La riserva tecnica copre solo 2,1 annualità di pensione
Il patrimonio netto contabile si è ridotto da 1.402,7 a 1.160,5 milioni, dopo la copertura della perdita dell’esercizio. La riserva legale Ivs, che costituisce la riserva tecnica, dopo l’utilizzo per la copertura del disavanzo di gestione 2020 si è ridotta a 1.144,09 milioni. Copre solo poco più del costo di due annualità di pensione corrente (pari a 545,6 milioni nel 2020) , l’indice è 2,097, inferiore al valore del 2019 che era 2,587. La copertura peggiora e non raggiunge l’obbligo di 5 annualità di pensione previsto dalla legge del 1994 (art. 1, comma 4, punto c) del D. Lgs. numero 509/1994). L’Inpgi però, con il consueto cavillo legale, un escamotage interpretativo, sostiene che la legge è rispettata perché prende come riferimento l’annualità di pensione del 1994 “così come chiarito dalle disposizioni contenute nella legge 449/97”. Sorprendente: per calcolare la capacità di copertura della riserva tecnica nel 2020 si prendono i dati di 26 anni prima! E’ come se si pretendesse di comprare una casa o fare la spesa oggi pagandola ai prezzi del 1994. L’annualità di pensione nel 1994 era di 149,2 milioni, mentre nel 2020 è di 545,6 milioni. Eppure l’Inpgi, con nonchalance, nella relazione afferma che “il rapporto tra la riserva Ivs, dopo la copertura del disavanzo d’esercizio e l’annualità di pensione al 31/12/1994 pari a 149,2 milioni, passa da 9,289 dell’anno precedente a 7,666 dell’anno in esame”.

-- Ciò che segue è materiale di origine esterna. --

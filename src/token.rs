//! Tokenization, light Turkish suffix stripping, and bigram generation.

use crate::config::MIN_STEM_LEN;
use crate::normalize;
use regex::Regex;
use std::sync::OnceLock;

/// Common Turkish case/possessive suffixes, longest variants first so the
/// most specific ending wins.
const TR_SUFFIXES: &[&str] = &[
    "lari", "leri", "lar", "ler", "nin", "nın", "nun", "nün", "si", "sı", "su", "sü", "i", "ı",
    "u", "ü",
];

fn token_regex() -> &'static Regex {
    static RE: OnceLock<Regex> = OnceLock::new();
    RE.get_or_init(|| Regex::new(r"[a-z0-9%]+").expect("valid token pattern"))
}

/// Strip at most one suffix, and only when the stem stays long enough.
/// Conservative on purpose: a wrong stem is worse than a missed one.
pub fn stem(token: &str) -> String {
    for suffix in TR_SUFFIXES {
        if let Some(remainder) = token.strip_suffix(suffix) {
            let stem_len = remainder.chars().count();
            if stem_len > MIN_STEM_LEN - 1 && token.chars().count() > suffix.chars().count() + 1 {
                return remainder.to_string();
            }
        }
    }
    token.to_string()
}

/// Fold, split on the token alphabet, stem. The folding step means callers
/// may pass raw or already-normalized text interchangeably.
pub fn tokenize(text: &str) -> Vec<String> {
    let folded = normalize::fold(text);
    token_regex()
        .find_iter(&folded)
        .map(|m| stem(m.as_str()))
        .collect()
}

/// Adjacent-token pairs, in order.
pub fn bigrams(tokens: &[String]) -> Vec<String> {
    tokens
        .windows(2)
        .map(|pair| format!("{} {}", pair[0], pair[1]))
        .collect()
}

Aumentano i debiti tributari
I debiti tributari aumentano da 25,2 a 49,8 milioni a causa del debito residuo (23,9 milioni) per un accertamento tributario per imposte Ires relative ad esercizi precedenti (2014-2018) avvenuto nel 2020. Il Cda dell’Inpgi in luglio ha aderito all’accertamento e ha cominciato a pagare, il pagamento avverrà a rate fino al 2024. Gli altri debiti sono composti dai versamenti dovuti al fisco per pensioni e stipendi pagati a dicembre 2020, i versamenti vengono fatti nel 2021.

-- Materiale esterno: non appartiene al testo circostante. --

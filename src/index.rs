//! The immutable index snapshot.
//!
//! A snapshot is a pure function of a block set: per-field inverted
//! postings with term frequencies, bigram postings, per-field length
//! statistics for BM25 normalization, and the vocabulary used for fuzzy
//! query expansion. It is built once per rebuild cycle and published
//! atomically; nothing in here mutates after construction.

use crate::block::Block;
use crate::token;
use chrono::{DateTime, Utc};
use serde::Serialize;
use std::collections::HashMap;
use std::time::Instant;

#[derive(Debug, Clone, Copy, PartialEq, Eq, Hash)]
pub enum Field {
    Title,
    Keywords,
    Body,
}

pub const FIELDS: [Field; 3] = [Field::Title, Field::Keywords, Field::Body];

/// One document of the indexed corpus.
#[derive(Debug, Clone, Serialize)]
pub struct DocumentInfo {
    pub file: String,
    pub path: String,
    pub pages: usize,
    /// SHA-256 of the file contents, for change detection across rebuilds.
    pub fingerprint: String,
    pub modified: DateTime<Utc>,
}

/// A block together with its per-field token and bigram views, computed
/// once at build time.
#[derive(Debug, Clone)]
pub struct IndexedBlock {
    pub block: Block,
    pub title_tokens: Vec<String>,
    pub keyword_tokens: Vec<String>,
    pub body_tokens: Vec<String>,
    pub title_bigrams: Vec<String>,
    pub keyword_bigrams: Vec<String>,
    pub body_bigrams: Vec<String>,
}

impl IndexedBlock {
    fn new(block: Block) -> Self {
        let title_tokens = token::tokenize(&block.title);
        let keyword_tokens = token::tokenize(&block.keywords.join(" "));
        let body_tokens = token::tokenize(&block.body);
        let title_bigrams = token::bigrams(&title_tokens);
        let keyword_bigrams = token::bigrams(&keyword_tokens);
        let body_bigrams = token::bigrams(&body_tokens);
        Self {
            block,
            title_tokens,
            keyword_tokens,
            body_tokens,
            title_bigrams,
            keyword_bigrams,
            body_bigrams,
        }
    }

    pub fn tokens(&self, field: Field) -> &[String] {
        match field {
            Field::Title => &self.title_tokens,
            Field::Keywords => &self.keyword_tokens,
            Field::Body => &self.body_tokens,
        }
    }

    pub fn bigrams(&self, field: Field) -> &[String] {
        match field {
            Field::Title => &self.title_bigrams,
            Field::Keywords => &self.keyword_bigrams,
            Field::Body => &self.body_bigrams,
        }
    }

    /// True when any field contains the term.
    pub fn contains_token(&self, term: &str) -> bool {
        FIELDS
            .iter()
            .any(|f| self.tokens(*f).iter().any(|t| t == term))
    }
}

#[derive(Debug, Clone, Copy)]
pub struct Posting {
    pub block: usize,
    pub tf: u32,
}

/// Postings and statistics for one field.
#[derive(Debug, Default)]
pub struct FieldIndex {
    postings: HashMap<String, Vec<Posting>>,
    bigram_postings: HashMap<String, Vec<Posting>>,
    pub avg_len: f32,
}

impl FieldIndex {
    pub fn postings(&self, term: &str) -> Option<&[Posting]> {
        self.postings.get(term).map(Vec::as_slice)
    }

    pub fn bigram_postings(&self, bigram: &str) -> Option<&[Posting]> {
        self.bigram_postings.get(bigram).map(Vec::as_slice)
    }

    /// Document frequency of a term within this field.
    pub fn df(&self, term: &str) -> usize {
        self.postings.get(term).map_or(0, Vec::len)
    }
}

/// One complete, immutable index over a block set.
pub struct IndexSnapshot {
    blocks: Vec<IndexedBlock>,
    documents: Vec<DocumentInfo>,
    title: FieldIndex,
    keywords: FieldIndex,
    body: FieldIndex,
    /// Sorted union of all field terms; iterated for fuzzy matching.
    vocabulary: Vec<String>,
    pub built_at: Instant,
    pub built_at_utc: DateTime<Utc>,
}

impl IndexSnapshot {
    /// Build a snapshot from a block set. Deterministic: postings vectors
    /// follow block order and the vocabulary is sorted.
    pub fn build(blocks: Vec<Block>, documents: Vec<DocumentInfo>) -> Self {
        let blocks: Vec<IndexedBlock> = blocks.into_iter().map(IndexedBlock::new).collect();

        let mut snapshot = Self {
            title: build_field(&blocks, Field::Title),
            keywords: build_field(&blocks, Field::Keywords),
            body: build_field(&blocks, Field::Body),
            vocabulary: Vec::new(),
            blocks,
            documents,
            built_at: Instant::now(),
            built_at_utc: Utc::now(),
        };

        let mut vocab: Vec<String> = snapshot
            .title
            .postings
            .keys()
            .chain(snapshot.keywords.postings.keys())
            .chain(snapshot.body.postings.keys())
            .cloned()
            .collect();
        vocab.sort();
        vocab.dedup();
        snapshot.vocabulary = vocab;
        snapshot
    }

    pub fn empty() -> Self {
        Self::build(Vec::new(), Vec::new())
    }

    pub fn field(&self, field: Field) -> &FieldIndex {
        match field {
            Field::Title => &self.title,
            Field::Keywords => &self.keywords,
            Field::Body => &self.body,
        }
    }

    pub fn blocks(&self) -> &[IndexedBlock] {
        &self.blocks
    }

    pub fn block(&self, id: usize) -> Option<&IndexedBlock> {
        self.blocks.get(id)
    }

    pub fn documents(&self) -> &[DocumentInfo] {
        &self.documents
    }

    pub fn document_for(&self, block: &IndexedBlock) -> Option<&DocumentInfo> {
        self.documents.get(block.block.doc_id)
    }

    pub fn vocabulary(&self) -> &[String] {
        &self.vocabulary
    }

    pub fn contains_term(&self, term: &str) -> bool {
        self.vocabulary.binary_search_by(|v| v.as_str().cmp(term)).is_ok()
    }

    pub fn block_count(&self) -> usize {
        self.blocks.len()
    }
}

fn build_field(blocks: &[IndexedBlock], field: Field) -> FieldIndex {
    let mut index = FieldIndex::default();
    let mut total_len = 0usize;

    for (block_id, block) in blocks.iter().enumerate() {
        let tokens = block.tokens(field);
        total_len += tokens.len();

        let mut counts: HashMap<&str, u32> = HashMap::new();
        for tok in tokens {
            *counts.entry(tok.as_str()).or_insert(0) += 1;
        }
        // Insert in sorted term order so repeated builds fill the maps
        // identically.
        let mut terms: Vec<(&str, u32)> = counts.into_iter().collect();
        terms.sort_unstable();
        for (term, tf) in terms {
            index
                .postings
                .entry(term.to_string())
                .or_default()
                .push(Posting { block: block_id, tf });
        }

        let mut bigram_counts: HashMap<&str, u32> = HashMap::new();
        for bigram in block.bigrams(field) {
            *bigram_counts.entry(bigram.as_str()).or_insert(0) += 1;
        }
        let mut bigram_terms: Vec<(&str, u32)> = bigram_counts.into_iter().collect();
        bigram_terms.sort_unstable();
        for (bigram, tf) in bigram_terms {
            index
                .bigram_postings
                .entry(bigram.to_string())
                .or_default()
                .push(Posting { block: block_id, tf });
        }
    }

    index.avg_len = if blocks.is_empty() {
        0.0
    } else {
        total_len as f32 / blocks.len() as f32
    };
    index
}

#[cfg(test)]
mod tests {
    use super::*;
    use crate::block::BlockKind;

    pub(crate) fn sample_block(doc_id: usize, title: &str, body: &str, kws: &[&str]) -> Block {
        Block {
            doc_id,
            page: 1,
            kind: BlockKind::Heading,
            title: title.to_string(),
            body: body.to_string(),
            keywords: kws.iter().map(|k| k.to_string()).collect(),
        }
    }

    fn sample_doc() -> DocumentInfo {
        DocumentInfo {
            file: "yonetmelik.pdf".to_string(),
            path: "docs/yonetmelik.pdf".to_string(),
            pages: 3,
            fingerprint: "abc".to_string(),
            modified: Utc::now(),
        }
    }

    #[test]
    fn postings_carry_term_frequencies() {
        let blocks = vec![
            sample_block(0, "Butunleme Sinavlari", "butunleme sinavi butunleme", &[]),
            sample_block(0, "Kayit", "kayit yenileme islemleri hakkinda", &[]),
        ];
        let snapshot = IndexSnapshot::build(blocks, vec![sample_doc()]);

        let postings = snapshot
            .field(Field::Body)
            .postings("butunleme")
            .expect("term indexed");
        assert_eq!(postings.len(), 1);
        assert_eq!(postings[0].block, 0);
        assert_eq!(postings[0].tf, 2);
        assert_eq!(snapshot.field(Field::Body).df("butunleme"), 1);
    }

    #[test]
    fn field_statistics_describe_the_same_block_set() {
        let blocks = vec![
            sample_block(0, "Bir", "iki uc dort", &[]),
            sample_block(0, "Bes alti", "yedi sekiz", &[]),
        ];
        let snapshot = IndexSnapshot::build(blocks, vec![sample_doc()]);
        assert_eq!(snapshot.block_count(), 2);
        // Body lengths 3 and 2 -> average 2.5.
        assert!((snapshot.field(Field::Body).avg_len - 2.5).abs() < 1e-6);
    }

    #[test]
    fn bigrams_are_indexed_per_field() {
        let blocks = vec![sample_block(
            0,
            "Gecme Notu",
            "gecme notu nasil hesaplanir",
            &[],
        )];
        let snapshot = IndexSnapshot::build(blocks, vec![sample_doc()]);
        assert!(snapshot
            .field(Field::Title)
            .bigram_postings("gecme not")
            .is_some());
    }

    #[test]
    fn vocabulary_is_sorted_and_searchable() {
        let blocks = vec![sample_block(0, "Vize", "final sinavi", &["devamsizlik"])];
        let snapshot = IndexSnapshot::build(blocks, vec![sample_doc()]);
        assert!(snapshot.contains_term("final"));
        assert!(snapshot.contains_term("devamsizlik"));
        assert!(!snapshot.contains_term("yok"));
    }

    #[test]
    fn rebuilding_from_the_same_blocks_is_identical() {
        let make = || {
            vec![
                sample_block(0, "Butunleme", "butunleme sinavi icin kayit gerekir", &[]),
                sample_block(0, "Devam", "devam zorunlulugu yuzde yetmis", &[]),
            ]
        };
        let a = IndexSnapshot::build(make(), vec![sample_doc()]);
        let b = IndexSnapshot::build(make(), vec![sample_doc()]);

        assert_eq!(a.vocabulary(), b.vocabulary());
        for term in a.vocabulary() {
            for field in FIELDS {
                let pa: Vec<(usize, u32)> = a
                    .field(field)
                    .postings(term)
                    .unwrap_or(&[])
                    .iter()
                    .map(|p| (p.block, p.tf))
                    .collect();
                let pb: Vec<(usize, u32)> = b
                    .field(field)
                    .postings(term)
                    .unwrap_or(&[])
                    .iter()
                    .map(|p| (p.block, p.tf))
                    .collect();
                assert_eq!(pa, pb);
            }
        }
    }
}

L’attività di vigilanza antievasione è diminuita
L’attività ispettiva ha visto un crollo di quasi l’80% dell’importo dei contributi evasi e omessi accertati nel corso dell’esercizio: 1,266 milioni di contributi evasi rispetto ai 6,38 milioni del 2019 e sanzioni civili per 489mila euro rispetto a 2,06 milioni del 2019. In totale 1,755 milioni di importi accertati da ispezioni, -79,2% rispetto all’anno precedente (pari a 6,68 milioni di euro in meno di accertamenti). L’Inpgi dice che lo stato di emergenza a causa del Covid “ha profondamente inciso anche sulle attività ispettive svolte dai funzionari dell’stituto”. Con il Covid, insomma, gli evasori l’hanno fatta franca.
Inpgi 2 in attivo, patrimonio a 724 milioni
Sono positivi i conti della gestione separata, Inpgi 2, che però eroga pensioni infime, a causa della modestia dei contributi versati. Il bilancio di Inpgi 2 è in utile per 26,12 milioni, in forte calo rispetto ai 76,88 milioni del 2019. Anche la gestione previdenziale ha visto ridursi l’utile da 45,7 a 39,6 milioni. Aumenta il valore di mercato del patrimonio investito (portafoglio mobiliare), da 652,4 milioni del 2019 a 723,8 milioni a fine 2020. Quest’anno potrebbe esserci il sorpasso: il valore di mercato del patrimonio investito di Inpgi 2 potrebbe superare quello di Inpgi 1.